The database schema contains several tables with meaningful contents. For example, let's take the demo database version of 13.10.2016. You can find a link to downloading the database and schema dump (in Russian) following the link https://postgrespro.ru/education/courses/QPT. In addition to query examples provided below, you can find more examples from the above course and in the Postgres. The First Experience book.

This section shows two examples of schema modification and query adaptation:

  • Naive approach. It is simple, with minimal transformations to the schema, and it aims to add clarity to how queries work in a distributed schema.

  • Complex approach It is more complex, provided for better understanding of problems and processes that a developer may confront when migrating to a distributed schema and adapting applications to such a schema.

3.1.1. Database Source Schema #

Figure 3.1. Database Source Schema

Database Source Schema


The authors describe the Airlines database as follows:

The main entity is a booking (bookings).

One booking can include several passengers, with a separate ticket (tickets) issued to each passenger. A ticket has a unique number and includes information about the passenger. As such, the passenger is not a separate entity. Both the passenger's name and identity document number can change over time, so it is impossible to uniquely identify all the tickets of a particular person; for simplicity, we can assume that all passengers are unique.

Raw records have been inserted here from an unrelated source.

use serde::{Deserialize, Serialize};
use thiserror::Error;

use crate::model::ResourceKind;
use crate::mutation::Operation;

/// One rejected form field, as reported locally or by the remote service.
#[derive(Debug, Clone, PartialEq, Eq, Serialize, Deserialize)]
pub struct FieldError {
    pub field: String,
    pub message: String,
}

impl FieldError {
    pub fn new(field: impl Into<String>, message: impl Into<String>) -> Self {
        Self {
            field: field.into(),
            message: message.into(),
        }
    }
}

/// Failures reported by a remote resource gateway.
#[derive(Debug, Clone, PartialEq, Error)]
pub enum GatewayError {
    #[error("service unavailable: {0}")]
    Transport(String),

    #[error("session is no longer valid: {0}")]
    Auth(String),

    #[error("not found: {0}")]
    NotFound(String),

    #[error("conflict: {0}")]
    Conflict(String),

    #[error("validation failed: {}", join_fields(.0))]
    Validation(Vec<FieldError>),
}

fn join_fields(errors: &[FieldError]) -> String {
    errors
        .iter()
        .map(|e| format!("{}: {}", e.field, e.message))
        .collect::<Vec<_>>()
        .join(", ")
}

/// How a screen presents a failure to the user.
#[derive(Debug, Clone, Copy, PartialEq, Eq)]
pub enum Surface {
    /// Show the error with a manual retry affordance.
    Retry,
    /// Hand control back to the caller so it can re-authenticate.
    Reauthenticate,
    /// Inline, dismissible message.
    Inline,
    /// Per-field messages on a form that stays editable.
    Fields,
}

impl GatewayError {
    pub fn surface(&self) -> Surface {
        match self {
            GatewayError::Transport(_) => Surface::Retry,
            GatewayError::Auth(_) => Surface::Reauthenticate,
            GatewayError::NotFound(_) | GatewayError::Conflict(_) => Surface::Inline,
            GatewayError::Validation(_) => Surface::Fields,
        }
    }
}

/// Failures of a confirmation-gated mutation.
#[derive(Debug, Clone, PartialEq, Error)]
pub enum MutationError {
    #[error("another action is still executing")]
    Busy,

    #[error("{operation} is not available for {kind}")]
    Unsupported {
        operation: Operation,
        kind: ResourceKind,
    },

    #[error("{kind} #{id} is not part of the current view")]
    UnknownTarget { kind: ResourceKind, id: u64 },

    #[error("no action is awaiting confirmation")]
    NothingToConfirm,

    #[error(transparent)]
    Gateway(#[from] GatewayError),

    #[error("service returned an inconsistent record: {0}")]
    InvalidRecord(String),
}

impl MutationError {
    pub fn surface(&self) -> Surface {
        match self {
            MutationError::Gateway(e) => e.surface(),
            _ => Surface::Inline,
        }
    }
}

/// Failures of a create/edit form submission.
#[derive(Debug, Clone, PartialEq, Error)]
pub enum FormError {
    #[error("form has invalid fields: {}", join_fields(.0))]
    Invalid(Vec<FieldError>),

    #[error(transparent)]
    Gateway(GatewayError),

    #[error("service saved an inconsistent record: {0}")]
    InvalidRecord(String),
}

impl From<GatewayError> for FormError {
    fn from(err: GatewayError) -> Self {
        match err {
            GatewayError::Validation(fields) => FormError::Invalid(fields),
            other => FormError::Gateway(other),
        }
    }
}

impl FormError {
    pub fn surface(&self) -> Surface {
        match self {
            FormError::Invalid(_) => Surface::Fields,
            FormError::Gateway(e) => e.surface(),
            FormError::InvalidRecord(_) => Surface::Inline,
        }
    }

    pub fn field_errors(&self) -> &[FieldError] {
        match self {
            FormError::Invalid(fields) => fields,
            FormError::Gateway(_) | FormError::InvalidRecord(_) => &[],
        }
    }
}
pub mod department;
pub mod employee;
pub mod job_role;
pub mod leave_request;
pub mod payroll;
pub mod role;

pub use department::{Department, DepartmentPayload};
pub use employee::{Employee, EmployeePayload};
pub use job_role::{JobRole, JobRolePayload};
pub use leave_request::{LeaveDecision, LeaveRequest, LeaveRequestPayload, LeaveStatus, LeaveType};
pub use payroll::{Payroll, PayrollPayload, PayrollStatus};
pub use role::Role;

use serde::{Serialize, de::DeserializeOwned};
use strum_macros::{AsRefStr, Display, EnumString};

/// The five remote collections the console works with.
#[derive(Debug, Clone, Copy, PartialEq, Eq, Hash, PartialOrd, Ord, Display, EnumString, AsRefStr)]
#[strum(serialize_all = "kebab-case")]
pub enum ResourceKind {
    Employee,
    Department,
    JobRole,
    LeaveRequest,
    Payroll,
}

/// A domain record with a stable identifier, unique within its collection.
pub trait Record: Clone + Send + Sync + DeserializeOwned + 'static {
    /// Body sent on create and update.
    type Payload: Serialize + Send + Sync;

    const KIND: ResourceKind;

    fn id(&self) -> u64;
}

The ticket includes one or more flight segments (ticket_flights). Several flight segments can be included into a single ticket if there are no non-stop flights between the points of departure and destination (connecting flights), or if it is a round-trip ticket. Although there is no constraint in the schema, it is assumed that all tickets in the booking have the same flight segments.

Each flight (flights) goes from one airport (airports) to another. Flights with the same flight number have the same points of departure and destination, but differ in departure date.

At flight check-in, the passenger is issued a boarding pass (boarding_passes), where the seat number is specified. The passenger can check in for the flight only if this flight is included into the ticket. The flight-seat combination must be unique to avoid issuing two boarding passes for the same seat.

The number of seats (seats) in the aircraft and their distribution between different travel classes depends on the model of the aircraft (aircrafts) performing the flight. It is assumed that every aircraft model has only one cabin configuration. Database schema does not check that seat numbers in boarding passes have the corresponding seats in the aircraft (such verification can be done using table triggers, or at the application level).

Let's look at the common entities and sizes of tables in the above schema. It is clear that ticket_flights, boarding_passes and tickets tables are linked by the ticket_no field. Additionally, the data size in these tables is 95% the total DB size.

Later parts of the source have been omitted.